Jika tidak ingin dianggap sebagai murid tak tahu diri atau menjadi santri yang kualat, maka menghormati seorang guru adalah keniscayaan. Guru merupakan sosok yang sangat berjasa bagi kita. Melalui seorang guru lah kita mendapatkan ilmu dan barokahnya, yang kelak sangat berguna bagi kehidupan ini.

Karena itu kita wajib menghormati guru, memuliakan dan ta’dhim pada mereka layaknya orang tua kita sendiri. Bahkan Imam Ali ra. pernah berkata, “Aku adalah budak bagi orang yang pernah mengajariku walau hanya satu huruf, jika ia mau aku dijual ataupun dibebaskan, terserah padanya”. Betapa penting dan berharganya seorang guru ini hingga dimuliakan oleh Imam Ali.

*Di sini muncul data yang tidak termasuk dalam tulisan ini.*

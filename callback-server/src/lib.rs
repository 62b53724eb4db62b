//! UPnP callback server for receiving event notifications.
//!
//! One HTTP listener is shared by every device the bridge subscribes to.
//! Each device gets its own path below the listener (its callback URL is
//! `http://<local-ip>:<port>/<path>`), so the path alone tells which device
//! a `NOTIFY` came from; the SID header is passed along but not needed for
//! routing.
//!
//! - [`CallbackServer`]: binds the first free port in a range and serves
//!   `NOTIFY` requests until shut down.
//! - [`EventRouter`]: the set of registered paths; forwards accepted
//!   notifications to a channel.
//! - [`NotificationPayload`]: the routed path plus the raw XML body.
//!
//! The server knows nothing about the payload format; decoding happens on
//! the receiving end of the channel.
//!
//! ```no_run
//! use callback_server::{CallbackServer, NotificationPayload};
//! use tokio::sync::mpsc;
//!
//! #[tokio::main]
//! async fn main() -> Result<(), callback_server::CallbackError> {
//!     let (tx, mut rx) = mpsc::unbounded_channel::<NotificationPayload>();
//!     let server = CallbackServer::new((3400, 3500), tx).await?;
//!
//!     server.router().register("kitchen".to_string()).await;
//!     println!("callback: {}", server.callback_url("192.168.1.10".parse().unwrap(), "kitchen"));
//!
//!     while let Some(notification) = rx.recv().await {
//!         println!("{}: {} bytes", notification.path, notification.event_xml.len());
//!     }
//!     server.shutdown().await;
//!     Ok(())
//! }
//! ```

mod error;
pub mod router;
mod server;

pub use error::CallbackError;
pub use router::{EventRouter, NotificationPayload};
pub use server::CallbackServer;
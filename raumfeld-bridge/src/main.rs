use anyhow::{Context, Result};
use clap::Parser;
use tokio_util::sync::CancellationToken;

use raumfeld_bridge::{bridge, discover, logging, BridgeConfig, Cli, Command};

#[tokio::main]
async fn main() -> Result<()> {
    let cli = Cli::parse();
    logging::init_logging(&cli.log_level()).context("Failed to initialize logging")?;

    match cli.command {
        Command::Discover(args) => {
            let tally = discover::run(args).await.context("Discovery failed")?;
            tracing::debug!(?tally, "discover finished");
        }
        Command::HomieBridge(args) => {
            let config = BridgeConfig::from_args(args).context("Invalid configuration")?;
            tracing::info!(
                broker = %config.broker,
                base_topic = %config.base_topic,
                pinned = config.locations.len(),
                "starting bridge"
            );

            let cancel = CancellationToken::new();
            tokio::spawn({
                let cancel = cancel.clone();
                async move {
                    match tokio::signal::ctrl_c().await {
                        Ok(()) => {
                            tracing::info!("interrupt received");
                            cancel.cancel();
                        }
                        Err(e) => tracing::error!(error = %e, "cannot listen for interrupt"),
                    }
                }
            });

            bridge::run(config, cancel).await.context("Bridge failed")?;
        }
    }

    Ok(())
}
//! The `homie-bridge` command: wiring and lifecycle.
//!
//! ```text
//!  discovery / --location ──> registry ──> definitions ──┐
//!                                │                        ├──> MQTT
//!  speakers ── NOTIFY ──> listener ──> events ───────────┘
//!     ^                                                    │
//!     └──────── control calls <── translator <── set ──────┘
//! ```
//!
//! Five tasks share one cancellation token: the notification listener,
//! lease renewal (which also re-discovers), periodic republication, the
//! event pump and the command pump. A task ending on its own cancels the
//! others.

use std::sync::Arc;
use std::time::Duration;

use async_trait::async_trait;
use raumfeld_api::RaumfeldClient;
use raumfeld_discovery::Device;
use raumfeld_stream::{
    run_renewal_loop, NotificationListener, SpeakerEvent, StreamConfig, SubscriptionManager,
    TargetSource, UpnpSubscriber,
};
use tokio::sync::mpsc;
use tokio::task::JoinSet;
use tokio::time::{Instant, MissedTickBehavior};
use tokio_util::sync::CancellationToken;
use url::Url;

use crate::config::BridgeConfig;
use crate::control::SpeakerControl;
use crate::error::{BridgeError, Result};
use crate::homie::{Message, MqttPublisher, Publisher, Topics};
use crate::registry::DeviceRegistry;
use crate::translator::Translator;

/// Where the speakers come from
#[derive(Debug, Clone)]
pub enum DeviceSource {
    /// SSDP search on every cycle
    Discover { timeout: Duration },
    /// Fixed description URLs
    Pinned { locations: Vec<Url>, timeout: Duration },
}

impl DeviceSource {
    pub fn from_config(config: &BridgeConfig) -> Self {
        if config.locations.is_empty() {
            DeviceSource::Discover {
                timeout: config.discovery_timeout,
            }
        } else {
            DeviceSource::Pinned {
                locations: config.locations.clone(),
                timeout: config.discovery_timeout,
            }
        }
    }

    /// Load the speakers on the blocking pool.
    pub async fn load(&self) -> Result<Vec<Device>> {
        let source = self.clone();
        tokio::task::spawn_blocking(move || source.load_blocking())
            .await
            .map_err(|e| BridgeError::TaskFailed(e.to_string()))?
    }

    fn load_blocking(&self) -> Result<Vec<Device>> {
        match self {
            DeviceSource::Discover { timeout } => {
                let devices = raumfeld_discovery::discover(*timeout)?;
                tracing::info!(count = devices.len(), "discovered speakers");
                Ok(devices)
            }
            DeviceSource::Pinned { locations, timeout } => {
                let mut devices = Vec::with_capacity(locations.len());
                let mut last_error = None;
                for location in locations {
                    match raumfeld_discovery::from_location(location, *timeout) {
                        Ok(device) => {
                            tracing::debug!(%location, speaker_id = %device.id, "connected to pinned speaker");
                            devices.push(device);
                        }
                        Err(e) => {
                            tracing::warn!(%location, error = %e, "pinned speaker unavailable");
                            last_error = Some(e);
                        }
                    }
                }

                match last_error {
                    Some(e) if devices.is_empty() => Err(e.into()),
                    _ => Ok(devices),
                }
            }
        }
    }
}

/// Supplies the speakers for one discovery cycle
#[async_trait]
pub trait DeviceLoader: Send + Sync + 'static {
    async fn load_devices(&self) -> Result<Vec<Device>>;

    /// Whether found speakers are worth logging as `--location` candidates
    fn suggests_pins(&self) -> bool {
        false
    }
}

#[async_trait]
impl DeviceLoader for DeviceSource {
    async fn load_devices(&self) -> Result<Vec<Device>> {
        self.load().await
    }

    fn suggests_pins(&self) -> bool {
        matches!(self, DeviceSource::Discover { .. })
    }
}

/// Reloads the registry on every renewal tick and hands the speakers to
/// the subscription manager. Definitions go out before any lease is
/// (re)established, so values never precede their node.
pub struct RegistryTargets<L: DeviceLoader, P: Publisher, C: SpeakerControl> {
    source: L,
    translator: Arc<Translator<P, C>>,
}

impl<L: DeviceLoader, P: Publisher, C: SpeakerControl> RegistryTargets<L, P, C> {
    pub fn new(source: L, translator: Arc<Translator<P, C>>) -> Self {
        Self { source, translator }
    }
}

#[async_trait]
impl<L: DeviceLoader, P: Publisher, C: SpeakerControl> TargetSource for RegistryTargets<L, P, C> {
    type Error = BridgeError;

    async fn targets(&self) -> std::result::Result<Vec<Device>, BridgeError> {
        let devices = self.source.load_devices().await?;
        let (snapshot, changed) = self.translator.registry().replace(devices);

        if changed {
            if self.source.suggests_pins() {
                for device in snapshot.devices() {
                    tracing::info!(
                        speaker_id = %device.id,
                        name = %device.name,
                        location = %device.location,
                        "consider pinning with --location"
                    );
                }
            }
            if let Err(e) = self.translator.publish_definitions().await {
                tracing::warn!(error = %e, "publishing definitions failed; retrying on next republish");
            }
        }

        Ok(snapshot.devices().map(|device| Device::clone(device)).collect())
    }
}

/// Run the bridge until `cancel` fires.
///
/// Fails only when the broker or the notification listener cannot be set
/// up; everything after that is retried.
pub async fn run(config: BridgeConfig, cancel: CancellationToken) -> Result<()> {
    let topics = Topics::new(config.base_topic.clone());
    let (publisher, commands) = MqttPublisher::connect(&config.broker, topics.clone()).await?;
    let publisher = Arc::new(publisher);

    let stream_config = StreamConfig {
        callback_port_range: config.port_range,
        lease_duration: config.lease_duration,
        renewal_interval: config.renew_interval,
    };
    let (event_tx, events) = mpsc::unbounded_channel();
    let listener = NotificationListener::start(stream_config.callback_port_range, event_tx).await?;
    let manager = Arc::new(SubscriptionManager::for_listener(
        UpnpSubscriber::default(),
        &listener,
        stream_config,
    ));

    let translator = Arc::new(Translator::new(
        publisher.clone(),
        Arc::new(RaumfeldClient::new()),
        Arc::new(DeviceRegistry::new()),
        topics,
        config.name.clone(),
    ));

    let mut tasks = JoinSet::new();
    tasks.spawn(run_renewal_loop(
        manager,
        RegistryTargets::new(DeviceSource::from_config(&config), translator.clone()),
        config.renew_interval,
        cancel.clone(),
    ));
    tasks.spawn(republish_loop(
        translator.clone(),
        config.republish_interval,
        cancel.clone(),
    ));
    tasks.spawn(event_pump(translator.clone(), events, cancel.clone()));
    tasks.spawn(command_pump(translator, commands, cancel.clone()));
    tasks.spawn(listener.run(cancel.clone()));

    tokio::select! {
        biased;
        _ = cancel.cancelled() => {
            tracing::info!("shutting down");
        }
        Some(result) = tasks.join_next() => {
            match result {
                Err(e) => tracing::error!(error = %e, "bridge task failed"),
                Ok(()) => tracing::error!("bridge task stopped unexpectedly"),
            }
            cancel.cancel();
        }
    }

    while let Some(result) = tasks.join_next().await {
        if let Err(e) = result {
            tracing::warn!(error = %e, "bridge task failed during shutdown");
        }
    }

    if let Err(e) = publisher.close().await {
        tracing::warn!(error = %e, "could not announce disconnect");
    }
    Ok(())
}

/// Republish every definition on `interval`, starting one interval in.
pub async fn republish_loop<P: Publisher, C: SpeakerControl>(
    translator: Arc<Translator<P, C>>,
    interval: Duration,
    cancel: CancellationToken,
) {
    let mut ticker = tokio::time::interval_at(Instant::now() + interval, interval);
    ticker.set_missed_tick_behavior(MissedTickBehavior::Delay);

    loop {
        tokio::select! {
            _ = cancel.cancelled() => break,
            _ = ticker.tick() => {
                if let Err(e) = translator.publish_definitions().await {
                    tracing::warn!(error = %e, "republishing definitions failed");
                }
            }
        }
    }
}

/// Publish every decoded event until cancelled or the stream ends.
pub async fn event_pump<P: Publisher, C: SpeakerControl>(
    translator: Arc<Translator<P, C>>,
    mut events: mpsc::UnboundedReceiver<SpeakerEvent>,
    cancel: CancellationToken,
) {
    loop {
        let event = tokio::select! {
            _ = cancel.cancelled() => break,
            event = events.recv() => match event {
                Some(event) => event,
                None => break,
            },
        };

        if let Err(e) = translator.publish_event(&event).await {
            tracing::warn!(speaker_id = %event.speaker_id, error = %e, "publishing value failed");
        }
    }
}

/// Run every inbound command on its own task so one slow speaker does not
/// hold up the rest.
pub async fn command_pump<P: Publisher, C: SpeakerControl>(
    translator: Arc<Translator<P, C>>,
    mut commands: mpsc::UnboundedReceiver<Message>,
    cancel: CancellationToken,
) {
    loop {
        let message = tokio::select! {
            _ = cancel.cancelled() => break,
            message = commands.recv() => match message {
                Some(message) => message,
                None => break,
            },
        };

        let translator = translator.clone();
        tokio::spawn(async move { translator.handle_message(&message).await });
    }
}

Namun, persoalannya adalah guru yang seperti apa? Bagaimana jika ada seorang guru yang jauh dari sifat teladan, hingga lumrah kiranya jika seorang murid atau santri membenci guru tersebut? Atau kita harus tetap patuh pada sosok guru yang tak patut diteladani itu? Mungkin, hanya Ustadz Fellix Siauw yang tahu.

Lagian tulisan ini bukan untuk memperdebatkan hal seperti itu. Di sini saya hanya ingin mengulas sedikit tentang kisah seorang guru yang sangat menyedihkan dalam novel Aib dan Martabat (2016) terbitan Marjin Kiri, yang barangkali sifatnya itu bisa ditemukan pada guru-guru Anda.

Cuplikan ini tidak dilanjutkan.